**TASK BRIEF:** Search the listing below for the string "warn", then copy every line it appears in.

**SUPPLIED ENTRIES:**
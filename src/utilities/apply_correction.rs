use serde::{Deserialize, Serialize};

use crate::utilities::calculate_baseline::{
    CorrectionOptions, CorrectionParameters, calculate_baseline,
};
use crate::utilities::errors::AlsError;
use crate::utilities::fft::power_spectrum;
use crate::utilities::structs::{
    BaselinePoint, FrequencyAnalysis, SamplePoint, SeriesStatistics, positions, values,
};
use crate::utilities::utilities::{
    blend_endpoints, first_non_finite, first_unordered, series_statistics,
};

pub const MIN_POINTS: usize = 10;
const LOW_BAND_FRACTION: f64 = 0.1;

#[derive(Clone, Debug, Serialize, Deserialize)]
#[serde(rename_all = "camelCase")]
pub struct CorrectionStatistics {
    pub original: SeriesStatistics,
    pub baseline: SeriesStatistics,
    pub corrected: SeriesStatistics,
    pub improvement: f64,
    pub frequency_analysis: FrequencyAnalysis,
}

#[derive(Clone, Debug, Serialize, Deserialize)]
#[serde(rename_all = "camelCase")]
pub struct CorrectionResult {
    pub corrected_series: Vec<SamplePoint>,
    pub baseline: Vec<SamplePoint>,
    pub points: Vec<BaselinePoint>,
    pub statistics: CorrectionStatistics,
    pub parameters: CorrectionParameters,
}

pub fn apply_correction(
    series: &[SamplePoint],
    options: &CorrectionOptions,
) -> Result<CorrectionResult, AlsError> {
    let params = options.resolve()?;
    validate_series(series)?;

    let xs = positions(series);
    let ys = values(series);
    tracing::debug!(
        method = %params.method,
        n = ys.len(),
        window = params.window_size,
        "applying average-line subtraction"
    );

    let mut base = calculate_baseline(&xs, &ys, &params)?;
    if params.preserve_endpoints {
        blend_endpoints(&mut base, &ys);
    }
    if let Some(index) = first_non_finite(&base) {
        return Err(AlsError::InvalidNumericValue {
            field: "baseline",
            index,
        });
    }

    let corrected: Vec<f64> = ys.iter().zip(&base).map(|(y, b)| y - b).collect();
    let statistics = correction_statistics(&ys, &base, &corrected)?;

    let mut points = Vec::with_capacity(ys.len());
    let mut corrected_series = Vec::with_capacity(ys.len());
    let mut baseline = Vec::with_capacity(ys.len());
    for i in 0..ys.len() {
        points.push(BaselinePoint {
            position: xs[i],
            original_value: ys[i],
            baseline_value: base[i],
            corrected_value: corrected[i],
        });
        corrected_series.push(SamplePoint::new(xs[i], corrected[i]));
        baseline.push(SamplePoint::new(xs[i], base[i]));
    }

    Ok(CorrectionResult {
        corrected_series,
        baseline,
        points,
        statistics,
        parameters: params,
    })
}

pub fn validate_series(series: &[SamplePoint]) -> Result<(), AlsError> {
    if series.len() < MIN_POINTS {
        return Err(AlsError::TooFewPoints {
            got: series.len(),
            min: MIN_POINTS,
        });
    }
    let xs = positions(series);
    if let Some(index) = first_non_finite(&xs) {
        return Err(AlsError::InvalidNumericValue {
            field: "position",
            index,
        });
    }
    if let Some(index) = first_non_finite(&values(series)) {
        return Err(AlsError::InvalidNumericValue {
            field: "value",
            index,
        });
    }
    if let Some(index) = first_unordered(&xs) {
        return Err(AlsError::UnorderedPositions { index });
    }
    Ok(())
}

pub fn correction_statistics(
    original: &[f64],
    baseline: &[f64],
    corrected: &[f64],
) -> Result<CorrectionStatistics, AlsError> {
    let original_stats = series_statistics(original);
    let corrected_stats = series_statistics(corrected);
    let improvement = if original_stats.rms > 0.0 {
        (1.0 - corrected_stats.rms / original_stats.rms) * 100.0
    } else {
        0.0
    };
    Ok(CorrectionStatistics {
        original: original_stats,
        baseline: series_statistics(baseline),
        corrected: corrected_stats,
        improvement,
        frequency_analysis: frequency_analysis(original, corrected)?,
    })
}

/// Splits spectral energy at the lowest decile of the one-sided spectrum.
pub fn frequency_analysis(original: &[f64], corrected: &[f64]) -> Result<FrequencyAnalysis, AlsError> {
    let po = power_spectrum(original)?;
    let pc = power_spectrum(corrected)?;
    let half = po.len() - 1;
    let cutoff_bin = ((half as f64 * LOW_BAND_FRACTION).floor() as usize).max(1);

    let (original_low, original_high) = split_energy(&po, cutoff_bin);
    let (corrected_low, corrected_high) = split_energy(&pc, cutoff_bin);

    let low_frequency_reduction = if original_low > 0.0 {
        (1.0 - corrected_low / original_low) * 100.0
    } else {
        0.0
    };
    let high_frequency_preservation = if original_high > 0.0 {
        corrected_high / original_high * 100.0
    } else {
        100.0
    };

    Ok(FrequencyAnalysis {
        cutoff_bin,
        original_low_energy: original_low,
        original_high_energy: original_high,
        corrected_low_energy: corrected_low,
        corrected_high_energy: corrected_high,
        low_frequency_reduction,
        high_frequency_preservation,
    })
}

#[inline]
fn split_energy(power: &[f64], cutoff_bin: usize) -> (f64, f64) {
    let cut = cutoff_bin.min(power.len());
    let low = power[..cut].iter().sum();
    let high = power[cut..].iter().sum();
    (low, high)
}
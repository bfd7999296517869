use std::fmt;

use serde::{Deserialize, Serialize};

use crate::utilities::check_constraints::ConstraintReport;
use crate::utilities::optimize_plan_line::OptimizationResult;

const MAJORITY_RATIO: f64 = 0.5;

#[derive(Clone, Copy, Debug, PartialEq, Serialize, Deserialize)]
#[serde(rename_all = "camelCase")]
pub struct ReportSummary {
    pub initial_upward_ratio: f64,
    pub final_upward_ratio: f64,
    pub target_upward_ratio: f64,
    pub ratio_improvement: f64,
    pub score_improvement: f64,
    pub iterations: usize,
    pub converged: bool,
    pub cancelled: bool,
}

#[derive(Clone, Copy, Debug, PartialEq, Serialize, Deserialize)]
#[serde(rename_all = "camelCase")]
pub struct MovementCounts {
    pub total: usize,
    pub upward: usize,
    pub downward: usize,
    pub zero: usize,
    pub max_upward: f64,
    pub max_downward: f64,
}

#[derive(Clone, Debug, PartialEq, Serialize, Deserialize)]
#[serde(rename_all = "camelCase")]
pub struct OptimizationReport {
    pub summary: ReportSummary,
    pub counts: MovementCounts,
    pub violations: usize,
    pub recommendation: String,
}

pub fn generate_report(
    result: &OptimizationResult,
    constraints: &ConstraintReport,
) -> OptimizationReport {
    let s = &result.statistics;
    let target = result.parameters.target_upward_ratio;
    let summary = ReportSummary {
        initial_upward_ratio: result.initial_statistics.upward_ratio,
        final_upward_ratio: s.upward_ratio,
        target_upward_ratio: target,
        ratio_improvement: result.improvement.upward_ratio,
        score_improvement: result.improvement.score,
        iterations: result.iterations,
        converged: result.converged,
        cancelled: result.cancelled,
    };
    let counts = MovementCounts {
        total: s.total_points,
        upward: s.upward_points,
        downward: s.downward_points,
        zero: s.zero_points,
        max_upward: s.max_upward,
        max_downward: s.max_downward,
    };
    let violations = constraints.violations.len();
    OptimizationReport {
        recommendation: recommendation(s.upward_ratio, target, violations),
        summary,
        counts,
        violations,
    }
}

pub fn recommendation(ratio: f64, target: f64, violations: usize) -> String {
    let pct = ratio * 100.0;
    if ratio >= target && violations == 0 {
        format!(
            "Upward ratio {pct:.1}% meets the {:.1}% target within movement limits; the plan line can be adopted.",
            target * 100.0
        )
    } else if ratio >= target {
        format!(
            "Upward ratio {pct:.1}% meets the target, but {violations} position(s) exceed movement limits; review those sections before adopting."
        )
    } else if ratio >= MAJORITY_RATIO {
        format!(
            "Lifting is predominant ({pct:.1}%) but below the {:.1}% target; raise the plan line locally where lowering remains.",
            target * 100.0
        )
    } else {
        format!(
            "Lowering dominates ({pct:.1}% upward); re-plan the section or relax the downward limit."
        )
    }
}

impl fmt::Display for OptimizationReport {
    fn fmt(&self, f: &mut fmt::Formatter<'_>) -> fmt::Result {
        let s = &self.summary;
        let c = &self.counts;
        writeln!(f, "Upward-priority optimization")?;
        writeln!(
            f,
            "  upward ratio: {:.1}% -> {:.1}% (target {:.1}%)",
            s.initial_upward_ratio * 100.0,
            s.final_upward_ratio * 100.0,
            s.target_upward_ratio * 100.0
        )?;
        writeln!(
            f,
            "  iterations: {} (converged: {}, cancelled: {})",
            s.iterations, s.converged, s.cancelled
        )?;
        writeln!(
            f,
            "  points: {} up / {} down / {} zero of {}",
            c.upward, c.downward, c.zero, c.total
        )?;
        writeln!(
            f,
            "  max lift {:.2} mm, max lowering {:.2} mm, violations {}",
            c.max_upward, c.max_downward, self.violations
        )?;
        write!(f, "  {}", self.recommendation)
    }
}
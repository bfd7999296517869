use serde::{Deserialize, Serialize};

/// One measurement along the track: `position` in metres, `value` in mm.
///
/// Missing fields deserialize as `0.0`. `x`/`y` are accepted as aliases.
#[derive(Clone, Copy, Debug, Default, PartialEq, Serialize, Deserialize)]
pub struct SamplePoint {
    #[serde(default, alias = "x")]
    pub position: f64,
    #[serde(default, alias = "y")]
    pub value: f64,
}

impl SamplePoint {
    pub fn new(position: f64, value: f64) -> Self {
        Self { position, value }
    }
}

/// Plan-line points share the sample layout; `value` is the proposed elevation.
pub type PlanPoint = SamplePoint;

#[derive(Clone, Copy, Debug, Default, PartialEq, Serialize, Deserialize)]
#[serde(rename_all = "camelCase")]
pub struct BaselinePoint {
    pub position: f64,
    pub original_value: f64,
    pub baseline_value: f64,
    pub corrected_value: f64,
}

#[derive(Clone, Copy, Debug, Default, PartialEq, Serialize, Deserialize)]
#[serde(rename_all = "camelCase")]
pub struct SeriesStatistics {
    pub mean: f64,
    pub std_dev: f64,
    pub rms: f64,
    pub min: f64,
    pub max: f64,
    pub range: f64,
}

#[derive(Clone, Copy, Debug, Default, PartialEq, Serialize, Deserialize)]
#[serde(rename_all = "camelCase")]
pub struct FrequencyAnalysis {
    pub cutoff_bin: usize,
    pub original_low_energy: f64,
    pub original_high_energy: f64,
    pub corrected_low_energy: f64,
    pub corrected_high_energy: f64,
    pub low_frequency_reduction: f64,
    pub high_frequency_preservation: f64,
}

pub fn positions(series: &[SamplePoint]) -> Vec<f64> {
    series.iter().map(|p| p.position).collect()
}

pub fn values(series: &[SamplePoint]) -> Vec<f64> {
    series.iter().map(|p| p.value).collect()
}
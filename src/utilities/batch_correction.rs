use rayon::{ThreadPoolBuilder, prelude::*};
use serde::{Deserialize, Serialize};

use crate::utilities::{
    apply_correction::{CorrectionResult, apply_correction},
    calculate_baseline::CorrectionOptions,
    structs::SamplePoint,
};

#[derive(Clone, Debug, Default, Serialize, Deserialize)]
pub struct BatchItem {
    #[serde(default)]
    pub id: String,
    pub series: Vec<SamplePoint>,
}

#[derive(Clone, Debug, Serialize, Deserialize)]
#[serde(rename_all = "camelCase")]
pub struct BatchItemResult {
    pub id: String,
    pub index: usize,
    pub success: bool,
    pub result: Option<CorrectionResult>,
    pub error: Option<String>,
}

#[derive(Clone, Copy, Debug, Default, PartialEq, Serialize, Deserialize)]
#[serde(rename_all = "camelCase")]
pub struct BatchSummary {
    pub total: usize,
    pub succeeded: usize,
    pub failed: usize,
    pub average_improvement: f64,
}

#[derive(Clone, Debug, Serialize, Deserialize)]
pub struct BatchReport {
    pub results: Vec<BatchItemResult>,
    pub summary: BatchSummary,
}

pub fn batch_correction(
    items: &[BatchItem],
    options: &CorrectionOptions,
    cores: usize,
) -> BatchReport {
    let results: Vec<BatchItemResult> = if cores <= 1 || items.len() < 2 {
        items
            .iter()
            .enumerate()
            .map(|(i, it)| compute_one(i, it, options))
            .collect()
    } else {
        match ThreadPoolBuilder::new().num_threads(cores).build() {
            Ok(pool) => pool.install(|| {
                items
                    .par_iter()
                    .enumerate()
                    .map(|(i, it)| compute_one(i, it, options))
                    .collect()
            }),
            Err(e) => {
                tracing::warn!("thread pool unavailable ({e}), running sequentially");
                items
                    .iter()
                    .enumerate()
                    .map(|(i, it)| compute_one(i, it, options))
                    .collect()
            }
        }
    };

    let summary = summarize(&results);
    tracing::info!(
        total = summary.total,
        succeeded = summary.succeeded,
        failed = summary.failed,
        "batch correction finished"
    );
    BatchReport { results, summary }
}

#[inline]
fn compute_one(index: usize, item: &BatchItem, options: &CorrectionOptions) -> BatchItemResult {
    match apply_correction(&item.series, options) {
        Ok(result) => BatchItemResult {
            id: item.id.clone(),
            index,
            success: true,
            result: Some(result),
            error: None,
        },
        Err(e) => {
            tracing::warn!(id = %item.id, index, "batch item failed: {e}");
            BatchItemResult {
                id: item.id.clone(),
                index,
                success: false,
                result: None,
                error: Some(e.to_string()),
            }
        }
    }
}

fn summarize(results: &[BatchItemResult]) -> BatchSummary {
    let mut succeeded = 0usize;
    let mut sum = 0.0f64;
    for r in results {
        if let Some(res) = &r.result {
            succeeded += 1;
            sum += res.statistics.improvement;
        }
    }
    BatchSummary {
        total: results.len(),
        succeeded,
        failed: results.len() - succeeded,
        average_improvement: if succeeded > 0 {
            sum / succeeded as f64
        } else {
            0.0
        },
    }
}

**ANSWER TO THE EXERCISE:**
                tracing::warn!("thread pool unavailable ({e}), running sequentially");
            tracing::warn!(id = %item.id, index, "batch item failed: {e}");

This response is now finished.